There’s something about Kuranda in the far north of Queensland that draws me back every few years. It’s a green jewel of a town up on the Atherton tablelands, peopled by Aboriginal Australians, potters, painters and pie makers. The tiny railway station nestles in a culvert draped in rainforest trees and vines. The miniature St Saviour’s church is built from logs, its delicate stained glass windows recording its history and benefactors.
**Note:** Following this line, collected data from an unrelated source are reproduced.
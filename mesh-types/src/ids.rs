//! Peer identity for prepper-mesh.

use serde::{Deserialize, Serialize};
use std::fmt;

/// Stable, opaque identifier of a peer in the mesh.
///
/// This is the textual form of the peer's public key as produced by the
/// transport. The engine never interprets it beyond equality and ordering.
#[derive(Clone, PartialEq, Eq, Hash, PartialOrd, Ord, Serialize, Deserialize)]
#[serde(transparent)]
pub struct PeerId(String);

impl PeerId {
    /// Create a PeerId from its textual form.
    pub fn new(id: impl Into<String>) -> Self {
        Self(id.into())
    }

    /// The textual form of this id.
    pub fn as_str(&self) -> &str {
        &self.0
    }

    /// Abbreviated form for log lines.
    pub fn short(&self) -> &str {
        let end = self
            .0
            .char_indices()
            .nth(10)
            .map(|(i, _)| i)
            .unwrap_or(self.0.len());
        &self.0[..end]
    }
}

impl fmt::Display for PeerId {
    fn fmt(&self, f: &mut fmt::Formatter<'_>) -> fmt::Result {
        f.write_str(&self.0)
    }
}

impl fmt::Debug for PeerId {
    fn fmt(&self, f: &mut fmt::Formatter<'_>) -> fmt::Result {
        write!(f, "PeerId({})", self.short())
    }
}

impl From<String> for PeerId {
    fn from(id: String) -> Self {
        Self(id)
    }
}

impl From<&str> for PeerId {
    fn from(id: &str) -> Self {
        Self(id.to_string())
    }
}

#[cfg(test)]
mod tests {
    use super::*;

    #[test]
    fn peer_id_serializes_as_plain_string() {
        let id = PeerId::new("k51qzi5uqu5d");
        let json = serde_json::to_string(&id).unwrap();
        assert_eq!(json, "\"k51qzi5uqu5d\"");

        let restored: PeerId = serde_json::from_str(&json).unwrap();
        assert_eq!(restored, id);
    }

    #[test]
    fn debug_abbreviates() {
        let id = PeerId::new("abcdefghijklmnopqrstuvwxyz");
        assert_eq!(format!("{:?}", id), "PeerId(abcdefghij)");
        assert_eq!(id.to_string(), "abcdefghijklmnopqrstuvwxyz");
    }

    #[test]
    fn short_handles_short_ids() {
        let id = PeerId::new("abc");
        assert_eq!(id.short(), "abc");
    }
}
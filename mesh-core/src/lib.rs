//! # mesh-core
//!
//! Pure logic for prepper-mesh (no I/O, instant tests).
//!
//! This crate holds the state machines and algorithms of the mesh engine
//! without any network or disk I/O.
//!
//! ## Design Philosophy
//!
//! All modules in this crate are **pure** - they take input and produce output
//! without side effects. This enables:
//! - Instant unit tests (no mocks, no async)
//! - Deterministic behavior (same input → same output)
//!
//! The actual I/O (network, disk) is performed by `mesh-client`, which
//! interprets the actions produced here.

#![warn(missing_docs)]
#![warn(clippy::all)]

pub mod latch;
pub mod lifecycle;
pub mod lww;
pub mod registry;
pub mod sync_clock;

pub use latch::{SingleFlight, SingleFlightGuard};
pub use lifecycle::{Action, EngineState, LifecycleEvent};
pub use lww::{normalize_updated_at, parse_updated_at, resolve, Resolution, TimestampError};
pub use registry::{ConnectOutcome, PeerRecord, PeerRegistry};
pub use sync_clock::SyncClock;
It’s here that I staged the eccentric romance at the heart of The True History of Jude which reimagines the story of Jude Fawley and Sue Bridehead in Thomas Hardy’s Jude the Obscure. Kuranda couldn’t be more different than Hardy’s Christminster (a thinly disguised Oxford), where the naive working-class stonemason Jude travelled to find his cousin Sue and to study theology. My Jude and Sue are part of a remnant population in an Australia wrecked by climate change and abandoned to mineral exploitation. My Jude escapes a government-controlled refugee camp at Orange that has evolved into a matriarchal society with its own creole language; Kuranda is an outlaw community ruled by a patriarchal religious sect. And like Hardy’s Sue, my Sue is married to an old school teacher.

I’ll leave the back story here to focus on my literary remodelling of Kuranda. The BP service station on Coondoo street is now the Blessed Prospect Church where divine singing mixes with the tropical breezes; you can just discern a petrol tanker among a tangle of vines out the front. There’s a train rusting on the railway station tracks, which are boarded over to form the yard of Slab, an odd-job man who employs Jude. He’s the nearest Jude can find to a stonemason, a New Zealander librarian once press-ganged to be trained as a drone operator protecting mine sites in Australia. And there’s the seedy end of town beyond the contemporary Foodworks store, where I located the public latrines and a bar. It’s here where Jude, drunk and despairing, was reunited with his first wife Arabella and his twin daughters Sorry and Anger.

Those familiar with Jude the Obscure will recall the tragedy that took place in the closet-room in Christminster, but I’ll avoid a spoiler for those who aren’t and just mention that I found an excellent location at the Barron Falls lookout.

A friend put me on the spot the other day: Why did you choose Kuranda of all places? I can concoct half a dozen post-hoc rationalisations, but in the end it must have been a mystical intersection of two emotional planes – my inexplicable obsession with Hardy’s novel and my instinctive attraction to Kuranda. The idea just fell into my mind six years ago. And when I sat drinking a coffee in Coondoo Street in June this year, I looked around and knew it was right.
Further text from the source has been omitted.